= Beggar regulation of 1642 =

Beggar regulation of 1642 (Swedish: 1642 års tiggareordning) was a Swedish Poor Law which organized the public Poor relief in the Sweden. The regulations of the law, with some alterations, was in effect until the Poor relief regulation of 1847

In the Middle Ages, poor care in Sweden was traditionally handled through the rotegångsystem in the country side, and by the poor houses of the church in the cities, a system which was kept after the Swedish Reformation, though the responsibility was formally (though not in practice) transferred from the church to the civil authorities (as the church itself became owned by the state).

The regulation of 1642 stated that the every parish were responsible for their own paupers.

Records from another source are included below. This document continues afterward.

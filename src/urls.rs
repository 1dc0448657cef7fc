//! Product link resolution and canonicalization.
//!
//! Search pages link to products through long SEO paths with tracking query
//! strings. Both storefronts can be reduced to a short canonical form, which
//! makes the same product recognisable across pages and runs.

use tracing::trace;
use url::Url;

/// Adds a `https://` scheme and a `www.` host prefix when missing.
pub fn normalize_url(raw: &str) -> String {
    let mut url = raw.trim().to_string();
    if !url.starts_with("http://") && !url.starts_with("https://") {
        url = format!("https://{}", url);
    }

    if !url.contains("://www.") {
        url = url.replacen("://", "://www.", 1);
    }

    url
}

/// Resolves an `href` against the page's base URL.
///
/// Absolute links are returned unchanged. Relative links without a base are
/// returned as-is rather than dropped.
pub fn resolve_link(href: &str, base: Option<&str>) -> Option<String> {
    let href = href.trim();
    if href.is_empty() || href.starts_with("javascript:") || href == "#" {
        return None;
    }

    if let Ok(absolute) = Url::parse(href) {
        return Some(absolute.to_string());
    }

    let Some(base) = base else {
        return Some(href.to_string());
    };

    // Url::join drops the last path segment of a base without a trailing slash.
    let base = if base.ends_with('/') { base.to_string() } else { format!("{}/", base) };
    let joined = Url::parse(&base).and_then(|b| b.join(href));

    match joined {
        Ok(url) => Some(url.to_string()),
        Err(e) => {
            trace!("Could not resolve link {} against {}: {}", href, base, e);
            Some(href.to_string())
        }
    }
}

/// Reduces a Noon product URL to `https://www.noon.com/{region}/{sku}/p/`.
///
/// Returns `None` if the path has no `p` segment preceded by a region and SKU.
pub fn canonical_noon_url(url: &Url) -> Option<String> {
    let segments: Vec<&str> = url.path_segments()?.filter(|s| !s.is_empty()).collect();
    let p_index = segments.iter().position(|s| *s == "p")?;
    if p_index < 2 {
        return None;
    }

    let region = segments[0];
    let sku = segments[p_index - 1];
    Some(format!("https://www.noon.com/{}/{}/p/", region, sku))
}

/// Reduces an Amazon product URL to `{scheme}://{host}/dp/{asin}/`.
///
/// Understands both `/dp/{ASIN}` and `/gp/product/{ASIN}` paths.
pub fn canonical_amazon_url(url: &Url) -> Option<String> {
    let segments: Vec<&str> = url.path_segments()?.filter(|s| !s.is_empty()).collect();

    let asin = if let Some(i) = segments.iter().position(|s| *s == "dp") {
        segments.get(i + 1)
    } else if segments.contains(&"gp") {
        segments.iter().position(|s| *s == "product").and_then(|i| segments.get(i + 1))
    } else {
        None
    }?;

    let host = url.host_str()?;
    Some(format!("{}://{}/dp/{}/", url.scheme(), host, asin))
}

/// Detects the storefront of a product URL and returns its canonical form.
pub fn canonical_product_url(raw: &str) -> Option<String> {
    let url = Url::parse(&normalize_url(raw)).ok()?;
    let host = url.host_str()?.to_lowercase();

    if host.contains("noon.com") {
        canonical_noon_url(&url)
    } else if host.contains("amazon.") {
        canonical_amazon_url(&url)
    } else {
        trace!("Unsupported store domain: {}", host);
        None
    }
}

Every parish should have a poor house for old and sick people, and an orphanage for children, financed by the parish church collection. If such facilities did not exist in the parish (and in rural communities, they seldom did, except for the occasional backstuga), then the paupers should either be housed with the parishioners in accordance with the established traditional rotegångsystem, or be given a beggar permit, legal only in their own parish: all other forms of beggary were banned.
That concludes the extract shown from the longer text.